◆ WHAT IS BEING ASKED ◆
From the entries below, extract every line that includes the word "hero".

[Collected data]
··········

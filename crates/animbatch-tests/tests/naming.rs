//! Canonical root naming and node re-identification after renames.

use animbatch_engine::mutation::NamespaceMergeSession;
use animbatch_engine::resolve::{resolve_post_rename, NodeIdentity, ResolveTier};
use animbatch_model::names::desired_export_name;
use animbatch_model::{canonical_root_name, strip_namespace, ROOT_BONE_NAME};
use animbatch_scene::{MemoryScene, NodeType, SceneGraph};
use pretty_assertions::assert_eq;

#[test]
fn test_canonical_root_keeps_any_casing_of_root() {
    for name in ["Root", "root", "ROOT"] {
        assert_eq!(canonical_root_name(name), name);
    }
}

#[test]
fn test_canonical_root_replaces_other_names() {
    assert_eq!(canonical_root_name("Pelvis"), "Root");
    assert_eq!(canonical_root_name("hips"), ROOT_BONE_NAME);
    assert_eq!(desired_export_name("|grp|hero:Pelvis", true), "Root");
    assert_eq!(desired_export_name("|grp|hero:Pelvis", false), "Pelvis");
}

#[test]
fn test_strip_namespace_keeps_last_segment() {
    assert_eq!(strip_namespace("A:B:hand_L"), "hand_L");
    assert_eq!(strip_namespace("hand_L"), "hand_L");
}

/// `|rig:Hand_L|rig:Finger` next to `|Hand_R|Finger`.
fn hands() -> MemoryScene {
    let mut scene = MemoryScene::new("shot.ma");
    let left = scene.add_node("rig:Hand_L", NodeType::Joint, None);
    scene.add_node("rig:Finger", NodeType::Joint, Some(left));
    let right = scene.add_node("Hand_R", NodeType::Joint, None);
    scene.add_node("Finger", NodeType::Joint, Some(right));
    scene
}

#[test]
fn test_unique_structural_match_after_merge() {
    let mut scene = hands();
    let before = scene.node_names();
    let stale = NodeIdentity::from_path("|rig:Hand_L|rig:Finger");
    {
        let mut merge = NamespaceMergeSession::new(&mut scene);
        assert!(merge.merge("rig"));
        assert_eq!(merge.find_by_name("Finger").len(), 2);

        let mut warnings = Vec::new();
        let resolved = resolve_post_rename(&*merge, &stale, &mut warnings);
        assert_eq!(resolved.path, "|Hand_L|Finger");
        assert_eq!(resolved.tier, ResolveTier::Structural);
        assert!(warnings.is_empty(), "{:?}", warnings);
        assert!(merge.finish().is_empty());
    }
    assert_eq!(scene.node_names(), before);
}

#[test]
fn test_ambiguous_structural_match_picks_first_and_warns() {
    let mut scene = MemoryScene::new("shot.ma");
    let left = scene.add_node("Hand_L", NodeType::Joint, None);
    scene.add_node("Finger", NodeType::Joint, Some(left));
    let grp = scene.add_node("mirror_grp", NodeType::Transform, None);
    let other = scene.add_node("Hand_L", NodeType::Joint, Some(grp));
    scene.add_node("Finger", NodeType::Joint, Some(other));

    let stale = NodeIdentity::from_path("|rig:Hand_L|rig:Finger");
    let mut warnings = Vec::new();
    let resolved = resolve_post_rename(&scene, &stale, &mut warnings);

    assert_eq!(resolved.path, "|Hand_L|Finger");
    assert_eq!(warnings.len(), 1);
    assert!(warnings[0].starts_with("Ambiguous node resolution for 'Finger': 2 matches found"));
}

#[test]
fn test_live_handle_wins_over_names() {
    let mut scene = hands();
    let finger = scene.lookup("|rig:Hand_L|rig:Finger").unwrap();
    let identity = NodeIdentity::of(&scene, finger);
    scene.rename(finger, "Thumb").unwrap();

    let mut warnings = Vec::new();
    let resolved = resolve_post_rename(&scene, &identity, &mut warnings);
    assert_eq!(resolved.path, "|rig:Hand_L|Thumb");
    assert_eq!(resolved.tier, ResolveTier::Handle);
    assert!(warnings.is_empty());
}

··········

◆ WORKED SOLUTION ◆
    assert_eq!(desired_export_name("|grp|hero:Pelvis", true), "Root");
    assert_eq!(desired_export_name("|grp|hero:Pelvis", false), "Pelvis");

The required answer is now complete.